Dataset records

++++++++++

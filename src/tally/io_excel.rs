// Reads the first worksheet of an Excel workbook as a table.

use calamine::{open_workbook, DataType, Reader, Xlsx};

use crate::tally::io_common::Table;
use crate::tally::*;

fn cell_to_string(cell: &DataType) -> String {
    match cell {
        DataType::String(s) => s.clone(),
        // Integral floats are how spreadsheets store counts: 35.0 is "35".
        DataType::Float(f) if f.fract() == 0.0 => format!("{}", *f as i64),
        DataType::Float(f) => f.to_string(),
        DataType::Int(i) => i.to_string(),
        DataType::Bool(b) => b.to_string(),
        DataType::Empty => String::new(),
        other => {
            warn!("cell_to_string: unsupported cell {:?}", other);
            String::new()
        }
    }
}

pub fn read_excel_file(path: &str) -> TallyResult<Table> {
    let mut workbook: Xlsx<_> = open_workbook(path).context(OpeningExcelSnafu { path })?;
    let wrange = workbook
        .worksheet_range_at(0)
        .context(EmptyExcelSnafu { path })?
        .context(OpeningExcelSnafu { path })?;

    let mut iter = wrange.rows();
    let header: Vec<String> = match iter.next() {
        Some(row) => row.iter().map(cell_to_string).collect(),
        None => return MissingHeaderSnafu { path }.fail(),
    };
    debug!("read_excel_file: {}: header {:?}", path, header);

    // Line numbers as displayed by the spreadsheet, the header being line 1.
    let rows: Vec<(usize, Vec<String>)> = iter
        .enumerate()
        .map(|(idx, row)| (idx + 2, row.iter().map(cell_to_string).collect()))
        .collect();
    info!("read_excel_file: {}: {} rows", path, rows.len());
    Ok(Table {
        source: path.to_string(),
        header,
        rows,
    })
}
mod config;
pub mod builder;
pub mod manual;

use log::{debug, info};
use unicode_normalization::char::is_combining_mark;
use unicode_normalization::UnicodeNormalization;

use std::{
    collections::{BTreeMap, HashMap, HashSet},
    ops::{Add, AddAssign},
};

pub use crate::config::*;

// **** Private structures ****

#[derive(Eq, PartialEq, Debug, Clone, Copy, PartialOrd, Ord, Hash)]
struct VoteCount(u64);

impl VoteCount {
    const EMPTY: VoteCount = VoteCount(0);
}

impl std::iter::Sum for VoteCount {
    fn sum<I: Iterator<Item = Self>>(iter: I) -> Self {
        VoteCount(iter.map(|vc| vc.0).sum())
    }
}

impl AddAssign for VoteCount {
    fn add_assign(&mut self, rhs: VoteCount) {
        self.0 += rhs.0;
    }
}

impl Add for VoteCount {
    type Output = VoteCount;
    fn add(self: VoteCount, rhs: VoteCount) -> VoteCount {
        VoteCount(self.0 + rhs.0)
    }
}

// Normalized grouping key. Two spellings of the same place ("Centro", " centro ")
// land in the same group.
#[derive(Eq, PartialEq, Debug, Clone, Hash, Ord, PartialOrd)]
struct GroupKey(String);

#[derive(Eq, PartialEq, Debug, Clone)]
struct Group {
    key: GroupKey,
    // First spelling seen, used for display.
    label: String,
    votes: VoteCount,
    detail: Option<String>,
}

/// Removes the accents: the text is decomposed and the combining marks are
/// dropped, so that composed and decomposed spellings fold the same way.
pub fn fold_accents(s: &str) -> String {
    s.nfd().filter(|c| !is_combining_mark(*c)).collect()
}

/// The identity of a free-text name (neighborhood, city, header): accents folded,
/// lowercase, whitespace trimmed and collapsed.
pub fn normalize_key(s: &str) -> String {
    let folded = fold_accents(s.trim_start_matches('\u{feff}'));
    folded
        .split_whitespace()
        .collect::<Vec<&str>>()
        .join(" ")
        .to_lowercase()
}

fn non_empty(field: &Option<String>) -> Option<String> {
    match field.as_deref().map(str::trim) {
        Some(s) if !s.is_empty() => Some(s.to_string()),
        _ => None,
    }
}

fn dimension_value(record: &VoteRecord, dimension: Dimension) -> Option<(String, Option<String>)> {
    match dimension {
        Dimension::Neighborhood => non_empty(&record.neighborhood).map(|n| (n, None)),
        Dimension::Zone => non_empty(&record.zone).map(|z| (z, None)),
        Dimension::Section => match (non_empty(&record.zone), non_empty(&record.section)) {
            (Some(z), Some(s)) => Some((format!("{}-{}", z, s), non_empty(&record.neighborhood))),
            _ => None,
        },
        Dimension::Regional => non_empty(&record.regional).map(|r| (r, None)),
        Dimension::Year => Some((record.year.to_string(), None)),
        Dimension::City => non_empty(&record.city).map(|c| (c, None)),
    }
}

// Groups are returned in order of first appearance.
fn accumulate<'a, I>(records: I, dimension: Dimension) -> Vec<Group>
where
    I: Iterator<Item = &'a VoteRecord>,
{
    let mut index: HashMap<GroupKey, usize> = HashMap::new();
    let mut groups: Vec<Group> = Vec::new();
    let mut skipped: usize = 0;
    for record in records {
        let (label, detail) = match dimension_value(record, dimension) {
            Some(x) => x,
            None => {
                skipped += 1;
                continue;
            }
        };
        let key = GroupKey(normalize_key(&label));
        if let Some(idx) = index.get(&key) {
            groups[*idx].votes += VoteCount(record.votes);
        } else {
            index.insert(key.clone(), groups.len());
            groups.push(Group {
                key,
                label,
                votes: VoteCount(record.votes),
                detail,
            });
        }
    }
    if skipped > 0 {
        debug!(
            "accumulate: {} records without a value for {}",
            skipped,
            dimension.label()
        );
    }
    groups
}

fn finish_ranking(mut groups: Vec<Group>) -> Vec<RankedEntry> {
    let total: VoteCount = groups.iter().map(|g| g.votes).sum();
    // Non-increasing votes. Ties are broken on the key to keep the output stable.
    groups.sort_by(|a, b| b.votes.cmp(&a.votes).then_with(|| a.key.cmp(&b.key)));
    groups
        .into_iter()
        .enumerate()
        .map(|(idx, g)| RankedEntry {
            position: (idx + 1) as u32,
            key: g.label,
            votes: g.votes.0,
            share: percentage(g.votes, total),
            detail: g.detail,
        })
        .collect()
}

fn percentage(part: VoteCount, total: VoteCount) -> f64 {
    if total == VoteCount::EMPTY {
        0.0
    } else {
        100.0 * (part.0 as f64) / (total.0 as f64)
    }
}

fn round2(x: f64) -> f64 {
    (x * 100.0).round() / 100.0
}

impl VoteFilter {
    /// The place criteria: cities, regionals and neighborhood.
    pub fn matches_place(&self, record: &VoteRecord) -> bool {
        if !self.cities.is_empty() {
            let city = record.city.as_deref().map(normalize_key);
            if !self
                .cities
                .iter()
                .any(|c| Some(normalize_key(c)) == city)
            {
                return false;
            }
        }
        if !self.regionals.is_empty() {
            let regional = record.regional.as_deref().map(normalize_key);
            if !self
                .regionals
                .iter()
                .any(|r| Some(normalize_key(r)) == regional)
            {
                return false;
            }
        }
        if let Some(n) = &self.neighborhood {
            if record.neighborhood.as_deref().map(normalize_key) != Some(normalize_key(n)) {
                return false;
            }
        }
        true
    }

    /// All the criteria except the year.
    ///
    /// The zone only restricts the records that have one: neighborhood files
    /// carry no zone and are not affected by it. The quick query looks at the
    /// fields the record has.
    pub fn matches_geography(&self, record: &VoteRecord) -> bool {
        if !self.matches_place(record) {
            return false;
        }
        if let (Some(z), Some(zone)) = (&self.zone, &record.zone) {
            if zone.trim() != z.trim() {
                return false;
            }
        }
        if let Some(q) = &self.query {
            let q = q.trim().to_lowercase();
            if !q.is_empty() {
                let hit = [&record.zone, &record.section, &record.neighborhood]
                    .iter()
                    .filter_map(|f| f.as_deref())
                    .any(|f| f.to_lowercase().contains(&q));
                if !hit {
                    return false;
                }
            }
        }
        true
    }

    pub fn matches(&self, record: &VoteRecord) -> bool {
        if let Some(y) = self.year {
            if record.year != y {
                return false;
            }
        }
        self.matches_geography(record)
    }
}

/// The records selected by the filter. The ranking limits (minimum votes, top-n)
/// do not apply here.
pub fn filter_records<'a>(records: &'a [VoteRecord], filter: &VoteFilter) -> Vec<&'a VoteRecord> {
    records.iter().filter(|r| filter.matches(r)).collect()
}

/// Groups the records by the given dimension, and sorts the groups by decreasing
/// number of votes.
///
/// Records that carry no value for the dimension are left out.
pub fn rank(records: &[VoteRecord], dimension: Dimension) -> Vec<RankedEntry> {
    finish_ranking(accumulate(records.iter(), dimension))
}

fn apply_limits(ranking: Vec<RankedEntry>, filter: &VoteFilter) -> Vec<RankedEntry> {
    let mut res: Vec<RankedEntry> = ranking
        .into_iter()
        .filter(|e| e.votes >= filter.min_votes)
        .collect();
    if let Some(n) = filter.top_n {
        res.truncate(n);
    }
    res
}

/// Ranking with all the criteria of the filter.
///
/// Shares are computed against the whole filtered selection, before the minimum
/// votes and the top-n limits are applied.
pub fn rank_filtered(
    records: &[VoteRecord],
    dimension: Dimension,
    filter: &VoteFilter,
) -> Vec<RankedEntry> {
    let groups = accumulate(records.iter().filter(|r| filter.matches(r)), dimension);
    let res = apply_limits(finish_ranking(groups), filter);
    debug!(
        "rank_filtered: {} {} entries for filter {:?}",
        res.len(),
        dimension.label(),
        filter
    );
    res
}

/// Same as [rank_filtered], but fails if records were selected and none of
/// them has a value for the dimension.
pub fn try_rank(
    records: &[VoteRecord],
    dimension: Dimension,
    filter: &VoteFilter,
) -> Result<Vec<RankedEntry>, TallyErrors> {
    let selected = filter_records(records, filter);
    let groups = accumulate(selected.iter().cloned(), dimension);
    if groups.is_empty() && !selected.is_empty() {
        return Err(TallyErrors::EmptyDimension(dimension));
    }
    Ok(apply_limits(finish_ranking(groups), filter))
}

/// Headline numbers of a dashboard.
///
/// Arguments:
/// * `neighborhoods` the records of the per-neighborhood files
/// * `sections` the records of the per-section files
/// * `filter` only the selection criteria are used, not the ranking limits
pub fn compute_kpis(
    neighborhoods: &[VoteRecord],
    sections: &[VoteRecord],
    filter: &VoteFilter,
) -> Kpis {
    let neigh: Vec<&VoteRecord> = filter_records(neighborhoods, filter);
    let secs: Vec<&VoteRecord> = filter_records(sections, filter);

    let neigh_total: VoteCount = neigh.iter().map(|r| VoteCount(r.votes)).sum();
    let sec_total: VoteCount = secs.iter().map(|r| VoteCount(r.votes)).sum();
    // Both files describe the same election. When one of them is partial, the
    // larger total is the better estimate.
    let total = std::cmp::max(neigh_total, sec_total);

    let ranking = finish_ranking(accumulate(neigh.iter().cloned(), Dimension::Neighborhood));
    let num_neighborhoods = ranking.len();

    let sections_keys: HashSet<(String, String)> = secs
        .iter()
        .filter_map(|r| match (non_empty(&r.zone), non_empty(&r.section)) {
            (Some(z), Some(s)) => Some((z, s)),
            _ => None,
        })
        .collect();
    let sections_with_votes = secs.iter().filter(|r| r.votes > 0).count();

    let cities: HashSet<String> = neigh
        .iter()
        .chain(secs.iter())
        .filter_map(|r| non_empty(&r.city))
        .map(|c| normalize_key(&c))
        .collect();

    let average_per_neighborhood = if num_neighborhoods > 0 {
        (neigh_total.0 as f64) / (num_neighborhoods as f64)
    } else {
        0.0
    };

    // Top 20% of the neighborhoods, rounded up.
    let top_count = (num_neighborhoods * 2 + 9) / 10;
    let top_votes: VoteCount = ranking
        .iter()
        .take(top_count)
        .map(|e| VoteCount(e.votes))
        .sum();

    let kpis = Kpis {
        total_votes: total.0,
        neighborhoods: num_neighborhoods,
        sections: sections_keys.len(),
        cities: cities.len(),
        sections_with_votes,
        top_neighborhood: ranking.first().map(|e| (e.key.clone(), e.votes)),
        average_per_neighborhood,
        concentration: percentage(top_votes, neigh_total),
    };
    info!("compute_kpis: {:?}", kpis);
    kpis
}

/// Cumulative share of the votes along a ranking, rounded to two decimals.
///
/// The last point is 100 unless the ranking was truncated before.
pub fn concentration_curve(ranking: &[RankedEntry]) -> Vec<CurvePoint> {
    let total: VoteCount = ranking.iter().map(|e| VoteCount(e.votes)).sum();
    let mut cumul = VoteCount::EMPTY;
    ranking
        .iter()
        .enumerate()
        .map(|(idx, e)| {
            cumul += VoteCount(e.votes);
            CurvePoint {
                position: (idx + 1) as u32,
                cumulative_share: round2(percentage(cumul, total)),
            }
        })
        .collect()
}

/// Votes per year in increasing year order.
///
/// Only the place criteria of the filter apply: not its year, its zone or its
/// quick query.
pub fn timeline(records: &[VoteRecord], filter: &VoteFilter) -> Vec<TimelinePoint> {
    let mut by_year: BTreeMap<u32, VoteCount> = BTreeMap::new();
    for r in records.iter().filter(|r| filter.matches_place(r)) {
        *by_year.entry(r.year).or_insert(VoteCount::EMPTY) += VoteCount(r.votes);
    }
    by_year
        .into_iter()
        .map(|(year, vc)| TimelinePoint { year, votes: vc.0 })
        .collect()
}

/// The distinct years present in the records, in increasing order.
pub fn available_years(records: &[VoteRecord]) -> Vec<u32> {
    let years: HashSet<u32> = records.iter().map(|r| r.year).collect();
    let mut res: Vec<u32> = years.into_iter().collect();
    res.sort_unstable();
    res
}

/// The distinct values of a dimension, sorted by key, with their first spelling.
pub fn distinct_values<'a, I>(records: I, dimension: Dimension) -> Vec<String>
where
    I: Iterator<Item = &'a VoteRecord>,
{
    let mut groups = accumulate(records, dimension);
    groups.sort_by(|a, b| a.key.cmp(&b.key));
    groups.into_iter().map(|g| g.label).collect()
}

++++++++++

Work to be completed
Lines to set down from above: the line with "the better estimate.", the line with "let average_per_neighborhood = if", and every line between, each exactly as written.

Answer to the exercise
    // larger total is the better estimate.
    let total = std::cmp::max(neigh_total, sec_total);

    let ranking = finish_ranking(accumulate(neigh.iter().cloned(), Dimension::Neighborhood));
    let num_neighborhoods = ranking.len();

    let sections_keys: HashSet<(String, String)> = secs
        .iter()
        .filter_map(|r| match (non_empty(&r.zone), non_empty(&r.section)) {
            (Some(z), Some(s)) => Some((z, s)),
            _ => None,
        })
        .collect();
    let sections_with_votes = secs.iter().filter(|r| r.votes > 0).count();

    let cities: HashSet<String> = neigh
        .iter()
        .chain(secs.iter())
        .filter_map(|r| non_empty(&r.city))
        .map(|c| normalize_key(&c))
        .collect();

    let average_per_neighborhood = if num_neighborhoods > 0 {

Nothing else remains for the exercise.